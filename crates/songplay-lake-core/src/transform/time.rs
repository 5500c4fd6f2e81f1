//! Timestamp decomposition into calendar features.
//!
//! Raw `ts` values are epoch milliseconds. They are floored to whole seconds
//! once, and every calendar field is read from that single UTC instant, so
//! `hour`, `day` and `weekday` always describe the same moment.

use chrono::{DateTime, Datelike, Timelike, Utc};

use crate::records::{RawActivityRecord, Sourced, TimeParts};
use crate::transform::{TimestampOutOfRangeSnafu, TransformResult, distinct};

const MILLIS_PER_SECOND: i64 = 1_000;

/// Format of the `start_time` column.
pub const START_TIME_FORMAT: &str = "%Y-%m-%d %H:%M:%S";

impl TimeParts {
    /// Decompose an epoch-millisecond timestamp.
    ///
    /// # Errors
    /// [`TransformError::TimestampOutOfRange`](crate::transform::TransformError)
    /// when the instant is outside chrono's supported range.
    pub fn from_epoch_millis(ts: i64) -> TransformResult<Self> {
        let secs = ts.div_euclid(MILLIS_PER_SECOND);
        let instant = DateTime::<Utc>::from_timestamp(secs, 0)
            .ok_or_else(|| TimestampOutOfRangeSnafu { ts }.build())?;
        Ok(Self::from_instant(instant))
    }

    fn from_instant(instant: DateTime<Utc>) -> Self {
        Self {
            start_time: instant.format(START_TIME_FORMAT).to_string(),
            hour: instant.hour(),
            day: instant.day(),
            week: instant.iso_week().week(),
            month: instant.month(),
            year: instant.year(),
            weekday: instant.format("%a").to_string(),
        }
    }
}

/// Derive the distinct `time` rows observed in `activity`.
///
/// Rows with a null `ts` contribute nothing.
pub fn derive_time_rows(activity: &[Sourced<RawActivityRecord>]) -> TransformResult<Vec<TimeParts>> {
    let rows = activity
        .iter()
        .filter_map(|row| row.record.ts)
        .map(TimeParts::from_epoch_millis)
        .collect::<TransformResult<Vec<_>>>()?;
    Ok(distinct(rows))
}

#[cfg(test)]
mod tests {
    use super::*;
    use crate::transform::TransformError;
    use chrono::{NaiveDate, Weekday};

    type TestResult = Result<(), Box<dyn std::error::Error>>;

    fn play_at(ts: Option<i64>) -> Sourced<RawActivityRecord> {
        Sourced::new(
            0,
            RawActivityRecord {
                ts,
                page: Some("NextSong".to_string()),
                ..Default::default()
            },
        )
    }

    #[test]
    fn decomposes_reference_timestamp() -> TestResult {
        let t = TimeParts::from_epoch_millis(1_541_121_934_796)?;
        assert_eq!(t.start_time, "2018-11-02 01:25:34");
        assert_eq!(t.hour, 1);
        assert_eq!(t.day, 2);
        assert_eq!(t.week, 44);
        assert_eq!(t.month, 11);
        assert_eq!(t.year, 2018);
        assert_eq!(t.weekday, "Fri");
        Ok(())
    }

    #[test]
    fn decomposition_is_deterministic() -> TestResult {
        let a = TimeParts::from_epoch_millis(1_542_837_407_796)?;
        let b = TimeParts::from_epoch_millis(1_542_837_407_796)?;
        assert_eq!(a, b);
        Ok(())
    }

    #[test]
    fn weekday_agrees_with_calendar_date() -> TestResult {
        for ts in [0_i64, 951_782_400_000, 1_541_121_934_796, 1_546_300_799_999] {
            let t = TimeParts::from_epoch_millis(ts)?;
            let date = NaiveDate::from_ymd_opt(t.year, t.month, t.day).ok_or("bad date")?;
            let expected: Weekday = date.weekday();
            assert_eq!(t.weekday, format!("{expected}"));
            assert_eq!(t.week, date.iso_week().week());
        }
        Ok(())
    }

    #[test]
    fn sub_second_values_floor_consistently() -> TestResult {
        // 1 ms before midnight must stay on the earlier day in every field.
        let t = TimeParts::from_epoch_millis(1_546_300_799_999)?;
        assert_eq!(t.start_time, "2018-12-31 23:59:59");
        assert_eq!((t.year, t.month, t.day, t.hour), (2018, 12, 31, 23));
        assert_eq!(t.weekday, "Mon");
        // ISO week 1 of 2019 starts on Monday 2018-12-31.
        assert_eq!(t.week, 1);

        let before_epoch = TimeParts::from_epoch_millis(-1)?;
        assert_eq!(before_epoch.start_time, "1969-12-31 23:59:59");
        Ok(())
    }

    #[test]
    fn out_of_range_timestamp_is_an_error() {
        let err = TimeParts::from_epoch_millis(i64::MAX).expect_err("expected range error");
        assert!(matches!(err, TransformError::TimestampOutOfRange { ts } if ts == i64::MAX));
    }

    #[test]
    fn time_rows_are_distinct_and_skip_null_ts() -> TestResult {
        let rows = vec![
            play_at(Some(1_541_121_934_796)),
            play_at(Some(1_541_121_934_100)),
            play_at(None),
            play_at(Some(1_541_122_000_000)),
        ];
        let out = derive_time_rows(&rows)?;
        // First two collapse onto the same second.
        assert_eq!(out.len(), 2);
        assert_eq!(out[0].start_time, "2018-11-02 01:25:34");
        assert_eq!(out[1].start_time, "2018-11-02 01:26:40");
        Ok(())
    }
}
··········
In the material above, show every line where the word "chrono" turns up.

* The completed task *
use chrono::{DateTime, Datelike, Timelike, Utc};
    /// when the instant is outside chrono's supported range.
    use chrono::{NaiveDate, Weekday};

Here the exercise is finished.